• [WORK TO BE COMPLETED]: Go through the entries below and copy each line containing the word "HashSet".
####################
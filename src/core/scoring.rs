//! Similarity scoring: Levenshtein ratio, hybrid composite, shared tokens.

use std::collections::HashSet;

use crate::lang::tokenizer::{tokenize, TokenizationMode};

/// Default Jaccard share of the hybrid score.
pub const DEFAULT_JACCARD_WEIGHT: f64 = 0.4;

/// Edit distance between two strings, by character.
pub fn edit_distance(a: &str, b: &str) -> usize {
    let a: Vec<char> = a.chars().collect();
    let b: Vec<char> = b.chars().collect();
    if a.is_empty() {
        return b.len();
    }
    if b.is_empty() {
        return a.len();
    }

    // Two-row dynamic programming.
    let mut prev: Vec<usize> = (0..=b.len()).collect();
    let mut current = vec![0usize; b.len() + 1];

    for (i, &ca) in a.iter().enumerate() {
        current[0] = i + 1;
        for (j, &cb) in b.iter().enumerate() {
            let substitution = prev[j] + usize::from(ca != cb);
            current[j + 1] = substitution.min(prev[j + 1] + 1).min(current[j] + 1);
        }
        std::mem::swap(&mut prev, &mut current);
    }
    prev[b.len()]
}

/// Levenshtein similarity ratio in `[0, 100]`:
/// `100 * (1 - distance / max(len_a, len_b))`. Two empty strings score 100.
pub fn levenshtein_ratio(a: &str, b: &str) -> f64 {
    let max_len = a.chars().count().max(b.chars().count());
    if max_len == 0 {
        return 100.0;
    }
    100.0 * (1.0 - edit_distance(a, b) as f64 / max_len as f64)
}

/// Combine Jaccard (0..1) and Levenshtein (0..100) into one 0..100 score.
///
/// `jaccard_weight` controls the balance: 0.0 is pure Levenshtein, 1.0 is
/// pure Jaccard.
pub fn hybrid_score(jaccard: f64, levenshtein: f64, jaccard_weight: f64) -> f64 {
    100.0 * (jaccard_weight * jaccard + (1.0 - jaccard_weight) * levenshtein / 100.0)
}

/// Count of distinct normalized tokens present in both snippets.
pub fn shared_tokens(code_a: &str, code_b: &str) -> usize {
    let tokens_a: HashSet<String> =
        tokenize(code_a, TokenizationMode::Generalize).into_iter().collect();
    let tokens_b: HashSet<String> =
        tokenize(code_b, TokenizationMode::Generalize).into_iter().collect();
    tokens_a.intersection(&tokens_b).count()
}

/// Full pairwise comparison between two stored snippets.
#[derive(Debug, Clone, serde::Serialize)]
pub struct ComparisonReport {
    /// MinHash-estimated Jaccard similarity, 0..1
    pub jaccard: f64,
    /// Levenshtein ratio over the raw code, 0..100
    pub levenshtein: f64,
    /// Weighted composite, 0..100
    pub hybrid: f64,
    /// Approximate control-flow similarity, 0..1
    pub cfg_similarity: f64,
    /// Distinct normalized tokens present in both snippets
    pub shared_tokens: usize,
}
####################
• [ANSWER BELOW]:
use std::collections::HashSet;
    let tokens_a: HashSet<String> =
    let tokens_b: HashSet<String> =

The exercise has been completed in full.